As a borough councillor, I am a Data Controller for the purposes of managing personal information received in correspondence with local constituents or from others. This means that I am required to comply with the data protection principles set out in the Data Protection Act 2018 (applying Article 5 of the General Data Protection Regulation (GDPR)). This Data Protection Commitment sets out how I will comply with the data protection principles.

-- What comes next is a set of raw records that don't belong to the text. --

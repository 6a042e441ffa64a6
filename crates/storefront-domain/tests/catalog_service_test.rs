//! Integration tests for the catalog service over in-memory SurrealDB
//! repositories.

use rust_decimal::Decimal;
use storefront_core::models::brand::CreateBrand;
use storefront_core::models::category::CreateCategory;
use storefront_core::models::product::{CreateProduct, CreateProductVariant};
use storefront_core::StorefrontError;
use storefront_db::repository::{
    SurrealBrandRepository, SurrealCategoryRepository, SurrealProductRepository,
};
use storefront_domain::CatalogService;
use surrealdb::Surreal;
use surrealdb::engine::local::Mem;
use uuid::Uuid;

type Db = surrealdb::engine::local::Db;
type Service = CatalogService<
    SurrealBrandRepository<Db>,
    SurrealCategoryRepository<Db>,
    SurrealProductRepository<Db>,
>;

/// Spin up in-memory DB, run migrations, build the service.
async fn setup() -> (Service, Uuid) {
    let db = Surreal::new::<Mem>(()).await.unwrap();
    db.use_ns("test").use_db("test").await.unwrap();
    storefront_db::run_migrations(&db).await.unwrap();

    let service = CatalogService::new(
        SurrealBrandRepository::new(db.clone()),
        SurrealCategoryRepository::new(db.clone()),
        SurrealProductRepository::new(db),
    );
    (service, Uuid::new_v4())
}

fn dec(s: &str) -> Decimal {
    s.parse().unwrap()
}

fn product_input(tenant_id: Uuid, slug: &str) -> CreateProduct {
    CreateProduct {
        tenant_id,
        name: "Notebook Dell XPS 13".into(),
        slug: slug.into(),
        description: None,
        brand_id: None,
        category_id: None,
        tags: vec![],
    }
}

fn variant_input(tenant_id: Uuid, product_id: Uuid) -> CreateProductVariant {
    CreateProductVariant {
        tenant_id,
        product_id,
        sku_code: "XPS13-16GB-BLK".into(),
        barcode: None,
        price: dec("4999.90"),
        promotional_price: None,
        currency: "BRL".into(),
        weight_kg: None,
        height_cm: None,
        width_cm: None,
        depth_cm: None,
    }
}

fn assert_validation(err: StorefrontError) {
    assert!(
        matches!(err, StorefrontError::Validation { .. }),
        "expected validation error, got: {err:?}"
    );
}

#[tokio::test]
async fn brand_name_rules_are_enforced() {
    let (service, tenant_id) = setup().await;

    let err = service
        .create_brand(CreateBrand {
            tenant_id,
            name: " ".into(),
            description: None,
        })
        .await
        .unwrap_err();
    assert_validation(err);

    let brand = service
        .create_brand(CreateBrand {
            tenant_id,
            name: "Dell".into(),
            description: None,
        })
        .await
        .unwrap();
    assert_eq!(brand.name, "Dell");
}

#[tokio::test]
async fn subcategory_requires_existing_parent() {
    let (service, tenant_id) = setup().await;

    let err = service
        .create_category(CreateCategory {
            tenant_id,
            name: "Notebooks".into(),
            description: None,
            parent_id: Some(Uuid::new_v4()),
        })
        .await
        .unwrap_err();
    assert!(matches!(err, StorefrontError::NotFound { .. }));
}

#[tokio::test]
async fn duplicate_slug_is_rejected() {
    let (service, tenant_id) = setup().await;

    service
        .create_product(product_input(tenant_id, "notebook-dell"))
        .await
        .unwrap();

    // Creating the same slug twice must fail the second time.
    let err = service
        .create_product(product_input(tenant_id, "notebook-dell"))
        .await
        .unwrap_err();
    assert_validation(err);
}

#[tokio::test]
async fn malformed_slug_is_rejected() {
    let (service, tenant_id) = setup().await;

    for slug in ["-notebook", "notebook-", "Notebook-Dell", "ab"] {
        let err = service
            .create_product(product_input(tenant_id, slug))
            .await
            .unwrap_err();
        assert_validation(err);
    }
}

#[tokio::test]
async fn variant_promotional_price_must_not_exceed_price() {
    let (service, tenant_id) = setup().await;
    let product = service
        .create_product(product_input(tenant_id, "notebook-dell"))
        .await
        .unwrap();

    // price 99.99 with promotional price 199.99 never reaches
    // persistence.
    let mut input = variant_input(tenant_id, product.id);
    input.price = dec("99.99");
    input.promotional_price = Some(dec("199.99"));
    let err = service.create_variant(input).await.unwrap_err();
    assert_validation(err);

    // The rejected attempt persisted nothing: the same SKU is still
    // free and a valid creation goes through.
    let variant = service
        .create_variant(variant_input(tenant_id, product.id))
        .await
        .unwrap();
    assert_eq!(variant.sku_code, "XPS13-16GB-BLK");

    // promo <= price is accepted.
    let mut ok = variant_input(tenant_id, product.id);
    ok.sku_code = "XPS13-32GB-BLK".into();
    ok.price = dec("199.99");
    ok.promotional_price = Some(dec("99.99"));
    let variant = service.create_variant(ok).await.unwrap();
    assert_eq!(variant.promotional_price, Some(dec("99.99")));
}

#[tokio::test]
async fn variant_sku_rules_are_enforced() {
    let (service, tenant_id) = setup().await;
    let product = service
        .create_product(product_input(tenant_id, "notebook-dell"))
        .await
        .unwrap();

    for sku in ["-XPS13", "XPS13-", "xps13-16gb"] {
        let mut input = variant_input(tenant_id, product.id);
        input.sku_code = sku.into();
        let err = service.create_variant(input).await.unwrap_err();
        assert_validation(err);
    }

    // Valid SKU goes through; a duplicate is then rejected.
    service
        .create_variant(variant_input(tenant_id, product.id))
        .await
        .unwrap();
    let err = service
        .create_variant(variant_input(tenant_id, product.id))
        .await
        .unwrap_err();
    assert_validation(err);
}

#[tokio::test]
async fn variant_dimensions_must_not_be_negative() {
    let (service, tenant_id) = setup().await;
    let product = service
        .create_product(product_input(tenant_id, "notebook-dell"))
        .await
        .unwrap();

    let mut input = variant_input(tenant_id, product.id);
    input.weight_kg = Some(-1.0);
    let err = service.create_variant(input).await.unwrap_err();
    assert_validation(err);
}

#[tokio::test]
async fn product_with_unknown_brand_is_rejected() {
    let (service, tenant_id) = setup().await;

    let mut input = product_input(tenant_id, "notebook-dell");
    input.brand_id = Some(Uuid::new_v4());
    let err = service.create_product(input).await.unwrap_err();
    assert!(matches!(err, StorefrontError::NotFound { .. }));
}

Data Protection Principles


Lawfulness, Fairness and Transparency

Personal information shall be processed lawfully, fairly and in a transparent manner in relation to the information subject

I will regularly receive correspondence containing personal information which might be sent to me in my capacity as a borough councillor by a local constituent or others. In such circumstances, the lawful basis for processing will normally be ‘necessary for the performance of a task carried out in the public interest or in the exercise of official authority vested in the controller’.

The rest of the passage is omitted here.